RECORDS FOR PROCESSING.
//! Amount, address and time formatting.

use alloy::primitives::utils::parse_ether;
use alloy::primitives::{Address, TxHash, U256};
use serde::Serialize;
use thiserror::Error;

/// Decimals of every token the client handles.
pub const TOKEN_DECIMALS: u32 = 18;

/// Upper bound on displayed fraction digits.
const MAX_PLACES: u32 = TOKEN_DECIMALS;

#[derive(Debug, Clone, PartialEq, Eq, Error)]
pub enum DisplayError {
    #[error("invalid amount '{input}': {reason}")]
    InvalidAmount { input: String, reason: String },
}

fn pow10(exp: u32) -> U256 {
    U256::from(10u64).pow(U256::from(exp))
}

fn group_thousands(digits: &str) -> String {
    let mut out = String::with_capacity(digits.len() + digits.len() / 3);
    for (i, ch) in digits.chars().enumerate() {
        if i > 0 && (digits.len() - i) % 3 == 0 {
            out.push(',');
        }
        out.push(ch);
    }
    out
}

/// Split a scaled integer into (whole, truncated fraction digits).
fn split(value: U256, scale: u32, places: u32) -> (U256, String) {
    let unit = pow10(scale);
    let whole = value / unit;
    if places == 0 {
        return (whole, String::new());
    }
    let frac = (value % unit) / pow10(scale - places);
    (whole, format!("{:0>width$}", frac.to_string(), width = places as usize))
}

/// Human-readable token amount with thousands grouping.
///
/// Zero renders as `0.00` (for two places). A non-zero amount that would
/// truncate to zero renders as `<0.01`.
pub fn format_amount(wei: U256, places: u32) -> String {
    let places = places.min(MAX_PLACES);
    let (whole, frac) = split(wei, TOKEN_DECIMALS, places);

    if !wei.is_zero() && whole.is_zero() && frac.bytes().all(|b| b == b'0') {
        return if places == 0 {
            "<1".to_string()
        } else {
            format!("<0.{}1", "0".repeat(places as usize - 1))
        };
    }

    let whole = group_thousands(&whole.to_string());
    if places == 0 {
        whole
    } else {
        format!("{}.{}", whole, frac)
    }
}

/// Token amount truncated to `places`, no grouping.
pub fn format_fixed(wei: U256, places: u32) -> String {
    let places = places.min(MAX_PLACES);
    let (whole, frac) = split(wei, TOKEN_DECIMALS, places);
    if places == 0 {
        whole.to_string()
    } else {
        format!("{}.{}", whole, frac)
    }
}

/// `numerator / denominator` truncated to `places`, or `None` for a zero denominator.
pub fn format_ratio(numerator: U256, denominator: U256, places: u32) -> Option<String> {
    if denominator.is_zero() {
        return None;
    }
    let places = places.min(MAX_PLACES);
    let scaled = numerator.saturating_mul(pow10(places)) / denominator;
    let (whole, frac) = split(scaled, places, places);
    Some(if places == 0 {
        whole.to_string()
    } else {
        format!("{}.{}", whole, frac)
    })
}

/// Value in USD at the fixed 1.5 USD per token rate.
pub fn usd_wei(wei: U256) -> U256 {
    wei.saturating_mul(U256::from(3)) / U256::from(2)
}

/// `format_amount` of the USD value.
pub fn format_usd(wei: U256) -> String {
    format_amount(usd_wei(wei), 2)
}

/// Lossy conversion for ratios that are only ever displayed.
pub fn units_to_f64(wei: U256) -> f64 {
    let unit = pow10(TOKEN_DECIMALS);
    let whole: f64 = (wei / unit).to_string().parse().unwrap_or(f64::MAX);
    let frac: f64 = (wei % unit).to_string().parse().unwrap_or(0.0);
    whole + frac / 1e18
}

/// Parse a decimal token amount ("1.5") into base units.
pub fn parse_amount(input: &str) -> Result<U256, DisplayError> {
    let trimmed = input.trim();
    parse_ether(trimmed).map_err(|e| DisplayError::InvalidAmount {
        input: trimmed.to_string(),
        reason: e.to_string(),
    })
}

/// `0x1234...abcd`.
pub fn short_address(address: Address) -> String {
    let full = address.to_checksum(None);
    format!("{}...{}", &full[..6], &full[full.len() - 4..])
}

/// Explorer link for a transaction.
pub fn explorer_tx_url(explorer_base: &str, tx_hash: TxHash) -> String {
    format!("{}/tx/{}", explorer_base.trim_end_matches('/'), tx_hash)
}

/// Remaining time split for display.
#[derive(Debug, Clone, Copy, PartialEq, Eq, Default, Serialize)]
pub struct Countdown {
    pub hours: u64,
    pub minutes: u64,
    pub seconds: u64,
}

impl Countdown {
    pub fn from_secs(total: u64) -> Self {
        Self {
            hours: total / 3600,
            minutes: (total % 3600) / 60,
            seconds: total % 60,
        }
    }

    pub fn is_zero(&self) -> bool {
        self.hours == 0 && self.minutes == 0 && self.seconds == 0
    }
}

impl std::fmt::Display for Countdown {
    fn fmt(&self, f: &mut std::fmt::Formatter<'_>) -> std::fmt::Result {
        write!(f, "{}h {:02}m {:02}s", self.hours, self.minutes, self.seconds)
    }
}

ASSIGNED TASK. All lines from the one containing "hours: total /" through the end of the listing above are to be restated word for word, and no others.

REPLY TO THE TASK.
            hours: total / 3600,
            minutes: (total % 3600) / 60,
            seconds: total % 60,
        }
    }

    pub fn is_zero(&self) -> bool {
        self.hours == 0 && self.minutes == 0 && self.seconds == 0
    }
}

impl std::fmt::Display for Countdown {
    fn fmt(&self, f: &mut std::fmt::Formatter<'_>) -> std::fmt::Result {
        write!(f, "{}h {:02}m {:02}s", self.hours, self.minutes, self.seconds)
    }
}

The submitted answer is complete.